The Company’s other SEC filings identify and address other
important risks and uncertainties that could cause actual events
and results to differ materially from those expressed or implied in
the forward-looking statements. Forward-looking statements speak
only as of the date they are made. Readers are cautioned not to put
undue reliance on forward-looking statements, and none of the
Company, TriSalus, or any of their respective representatives
assume any obligation and do not intend to update or revise these
forward-looking statements, whether as a result of new information,
future events, or otherwise.

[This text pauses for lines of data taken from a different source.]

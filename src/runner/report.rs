//! Step and scenario reports
//!
//! Reports are plain data consumed by the (external) renderers. Durations
//! serialize as integer milliseconds.

use std::collections::HashMap;
use std::time::Duration;

use serde::{Serialize, Serializer};

use crate::adapters::{Record, ToolCall};
use crate::common::{Error, Result};
use crate::scenario::{Scenario, Step, StepKind};

use super::context::UsageTotals;

pub(crate) fn as_millis<S: Serializer>(d: &Duration, s: S) -> std::result::Result<S::Ok, S::Error> {
    s.serialize_u64(d.as_millis() as u64)
}

/// Terminal outcome of a step
#[derive(Debug, Clone, Copy, PartialEq, Eq, Hash, Serialize)]
#[serde(rename_all = "snake_case")]
pub enum StepStatus {
    Passed,
    Failed,
    Skipped,
    Error,
}

impl StepStatus {
    pub fn is_failure(self) -> bool {
        matches!(self, StepStatus::Failed | StepStatus::Error)
    }
}

/// Lifecycle of a single step
///
/// Pending -> Running -> {Passed, Failed, Error}, or Pending -> Skipped.
/// Terminal states never change again.
#[derive(Debug, Clone, Copy, PartialEq, Eq)]
pub enum StepState {
    Pending,
    Running,
    Done(StepStatus),
}

impl StepState {
    pub fn start(self) -> Result<Self> {
        match self {
            StepState::Pending => Ok(StepState::Running),
            other => Err(Error::Internal(format!("cannot start a step in state {:?}", other))),
        }
    }

    pub fn finish(self, status: StepStatus) -> Result<Self> {
        match (self, status) {
            (StepState::Running, StepStatus::Skipped) => Err(Error::Internal(
                "a running step cannot become skipped".to_string(),
            )),
            (StepState::Running, s) => Ok(StepState::Done(s)),
            (StepState::Pending, StepStatus::Skipped) => Ok(StepState::Done(StepStatus::Skipped)),
            (other, s) => Err(Error::Internal(format!(
                "cannot move a step from {:?} to {:?}",
                other, s
            ))),
        }
    }

    pub fn status(self) -> Option<StepStatus> {
        match self {
            StepState::Done(s) => Some(s),
            _ => None,
        }
    }
}

/// Result of one assertion
#[derive(Debug, Clone, Serialize)]
pub struct AssertionResult {
    pub kind: AssertionKind,
    pub passed: bool,
    pub message: String,
}

#[derive(Debug, Clone, Copy, PartialEq, Eq, Serialize)]
#[serde(rename_all = "snake_case")]
pub enum AssertionKind {
    ToolCall,
    Response,
    EntityFound,
    Field,
}

impl AssertionResult {
    pub fn pass(kind: AssertionKind, message: impl Into<String>) -> Self {
        Self {
            kind,
            passed: true,
            message: message.into(),
        }
    }

    pub fn fail(kind: AssertionKind, message: impl Into<String>) -> Self {
        Self {
            kind,
            passed: false,
            message: message.into(),
        }
    }
}

/// Step-kind specific output
#[derive(Debug, Clone, Serialize)]
#[serde(tag = "type", rename_all = "snake_case")]
pub enum StepOutput {
    None,
    Chat {
        response: String,
        tool_calls: Vec<ToolCall>,
        conversation_id: String,
    },
    Verify {
        entities_verified: usize,
    },
    Wait {
        attempts: u32,
    },
    Setup {
        entity: String,
        inserted_id: Option<String>,
        alias: Option<String>,
    },
}

/// Report for one step
#[derive(Debug, Clone, Serialize)]
pub struct StepReport {
    pub index: usize,
    pub label: Option<String>,
    pub kind: StepKind,
    pub status: StepStatus,
    #[serde(serialize_with = "as_millis")]
    pub duration: Duration,
    pub assertions: Vec<AssertionResult>,
    pub output: StepOutput,
    pub error: Option<String>,
}

impl StepReport {
    pub fn skipped(index: usize, step: &Step) -> Self {
        Self {
            index,
            label: step.label().map(str::to_string),
            kind: step.kind(),
            status: StepStatus::Skipped,
            duration: Duration::ZERO,
            assertions: Vec::new(),
            output: StepOutput::None,
            error: None,
        }
    }

    pub fn failed_assertions(&self) -> impl Iterator<Item = &AssertionResult> {
        self.assertions.iter().filter(|a| !a.passed)
    }

    /// The message that best explains a non-passing step
    pub fn failure_message(&self) -> Option<String> {
        match self.status {
            StepStatus::Error => self.error.clone(),
            StepStatus::Failed => self
                .failed_assertions()
                .next()
                .map(|a| a.message.clone())
                .or_else(|| self.error.clone()),
            _ => None,
        }
    }

    /// Reply text for chat steps
    pub fn response_text(&self) -> Option<&str> {
        match &self.output {
            StepOutput::Chat { response, .. } => Some(response),
            _ => None,
        }
    }
}

/// Overall outcome of a scenario
#[derive(Debug, Clone, Copy, PartialEq, Eq, Serialize)]
#[serde(rename_all = "snake_case")]
pub enum ScenarioStatus {
    Passed,
    Failed,
    Skipped,
    Error,
}

impl ScenarioStatus {
    /// error > failed > passed; skipped only when every entry was skipped
    ///
    /// An empty scenario has nothing that could fail and counts as passed.
    pub fn derive<'a>(steps: impl IntoIterator<Item = &'a StepReport>) -> Self {
        let mut any_failed = false;
        let mut any_ran = false;
        let mut any_step = false;
        for step in steps {
            any_step = true;
            match step.status {
                StepStatus::Error => return ScenarioStatus::Error,
                StepStatus::Failed => any_failed = true,
                StepStatus::Passed => any_ran = true,
                StepStatus::Skipped => {}
            }
        }
        if any_failed {
            ScenarioStatus::Failed
        } else if any_ran || !any_step {
            ScenarioStatus::Passed
        } else {
            ScenarioStatus::Skipped
        }
    }

    pub fn is_failure(self) -> bool {
        matches!(self, ScenarioStatus::Failed | ScenarioStatus::Error)
    }
}

/// Report for one scenario execution
#[derive(Debug, Clone, Serialize)]
pub struct ScenarioReport {
    pub scenario_id: String,
    pub name: String,
    pub user_id: String,
    pub status: ScenarioStatus,
    #[serde(serialize_with = "as_millis")]
    pub duration: Duration,
    /// Reports for `scenario.setup`
    pub setup: Vec<StepReport>,
    /// One entry per configured step, index-aligned
    pub steps: Vec<StepReport>,
    /// Rows captured under an alias
    pub captured: HashMap<String, Record>,
    pub usage: UsageTotals,
    /// Scenario-level error outside any step (e.g. a failing hook)
    pub error: Option<String>,
}

impl ScenarioReport {
    /// Report for a scenario that was never started
    pub fn not_started(scenario: &Scenario, user_id: &str) -> Self {
        Self {
            scenario_id: scenario.id.clone(),
            name: scenario.display_name().to_string(),
            user_id: user_id.to_string(),
            status: ScenarioStatus::Skipped,
            duration: Duration::ZERO,
            setup: Vec::new(),
            steps: scenario
                .steps
                .iter()
                .enumerate()
                .map(|(i, s)| StepReport::skipped(i, s))
                .collect(),
            captured: HashMap::new(),
            usage: UsageTotals::default(),
            error: None,
        }
    }

    pub fn passed(&self) -> bool {
        self.status == ScenarioStatus::Passed
    }

    pub fn count(&self, status: StepStatus) -> usize {
        self.steps.iter().filter(|s| s.status == status).count()
    }
}
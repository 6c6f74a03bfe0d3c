//! Common utilities shared by the runner, the infrastructure layer and the CLI

pub mod config;
pub mod error;
pub mod logging;
pub mod paths;

pub use error::{Error, Result};
//! Per-scenario mutable run state

use std::collections::HashMap;
use std::sync::LazyLock;

use regex::{Captures, Regex};
use serde::Serialize;
use serde_json::Value;

use crate::adapters::{Record, UsageEvent};

static REFERENCE_RE: LazyLock<Regex> = LazyLock::new(|| {
    Regex::new(r"\$([A-Za-z_][A-Za-z0-9_]*)(?:\.([A-Za-z_][A-Za-z0-9_]*))?").expect("static regex")
});

/// Accumulated usage for one scenario execution
#[derive(Debug, Clone, Default, PartialEq, Serialize)]
pub struct UsageTotals {
    pub input_tokens: u64,
    pub output_tokens: u64,
    pub cost_usd: f64,
    pub model_calls: u64,
    pub tool_executions: u64,
}

impl UsageTotals {
    pub fn record(&mut self, event: &UsageEvent) {
        match event {
            UsageEvent::ModelCall {
                input_tokens,
                output_tokens,
                cost_usd,
                ..
            } => {
                self.input_tokens += input_tokens;
                self.output_tokens += output_tokens;
                self.cost_usd += cost_usd;
                self.model_calls += 1;
            }
            UsageEvent::ToolExecution { .. } => self.tool_executions += 1,
            UsageEvent::Embedding { tokens, cost_usd } => {
                self.input_tokens += tokens;
                self.cost_usd += cost_usd;
            }
        }
    }

    pub fn total_tokens(&self) -> u64 {
        self.input_tokens + self.output_tokens
    }
}

/// State threaded through the steps of exactly one scenario execution
#[derive(Debug, Clone)]
pub struct ExecutionContext {
    pub user_id: String,
    /// Most recent conversation, used by `continueConversation`
    pub conversation_id: Option<String>,
    /// Named conversations
    pub conversations: HashMap<String, String>,
    /// Rows captured under an alias
    pub captured: HashMap<String, Record>,
    pub usage: UsageTotals,
}

impl ExecutionContext {
    pub fn new(user_id: &str) -> Self {
        Self {
            user_id: user_id.to_string(),
            conversation_id: None,
            conversations: HashMap::new(),
            captured: HashMap::new(),
            usage: UsageTotals::default(),
        }
    }

    /// Value a single `$name` / `$name.field` reference points to
    fn lookup(&self, name: &str, field: Option<&str>) -> Option<Value> {
        if name == "userId" && field.is_none() {
            return Some(Value::String(self.user_id.clone()));
        }
        let row = self.captured.get(name)?;
        row.get(field.unwrap_or("id")).cloned()
    }

    /// Replace references inside a string; unknown references stay verbatim
    pub fn resolve_str(&self, text: &str) -> String {
        REFERENCE_RE
            .replace_all(text, |caps: &Captures| {
                let name = &caps[1];
                let field = caps.get(2).map(|m| m.as_str());
                match self.lookup(name, field) {
                    Some(Value::String(s)) => s,
                    Some(other) => other.to_string(),
                    None => caps[0].to_string(),
                }
            })
            .into_owned()
    }

    /// Resolve references anywhere inside a JSON value
    ///
    /// A string that is exactly one reference takes the referenced value's
    /// type, so `$task.done` can resolve to a boolean.
    pub fn resolve_value(&self, value: &Value) -> Value {
        match value {
            Value::String(s) => {
                if let Some(caps) = REFERENCE_RE.captures(s) {
                    if caps[0].len() == s.len() {
                        if let Some(v) = self.lookup(&caps[1], caps.get(2).map(|m| m.as_str())) {
                            return v;
                        }
                    }
                }
                Value::String(self.resolve_str(s))
            }
            Value::Array(items) => Value::Array(items.iter().map(|v| self.resolve_value(v)).collect()),
            Value::Object(map) => Value::Object(self.resolve_record(map)),
            other => other.clone(),
        }
    }

    pub fn resolve_record(&self, record: &Record) -> Record {
        record
            .iter()
            .map(|(k, v)| (k.clone(), self.resolve_value(v)))
            .collect()
    }

    /// Capture a row under an alias
    pub fn capture(&mut self, alias: &str, row: Record) {
        self.captured.insert(alias.to_string(), row);
    }
}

None of the Company, TriSalus, or any
of their respective representatives gives any assurance that either
the Company or TriSalus will achieve its expectations.
No Offer or Solicitation
This press release shall not constitute an offer to sell, a
solicitation of an offer to buy or a recommendation to purchase any
securities, or the solicitation of any proxy, vote, consent or
approval in any jurisdiction in connection with the Business
Combination, nor shall there be any offer, solicitation or sale of
securities in any jurisdiction in which the offer, solicitation or
sale would be unlawful prior to the registration or qualification
under the securities laws of such jurisdictions. This communication
is restricted by law; it is not intended for distribution to, or
use by any person in, any jurisdiction where such distribution or
use would be contrary to local law or regulation. No offering of
securities shall be made except by means of a prospectus meeting
the requirements of Section 10 of the Securities Act.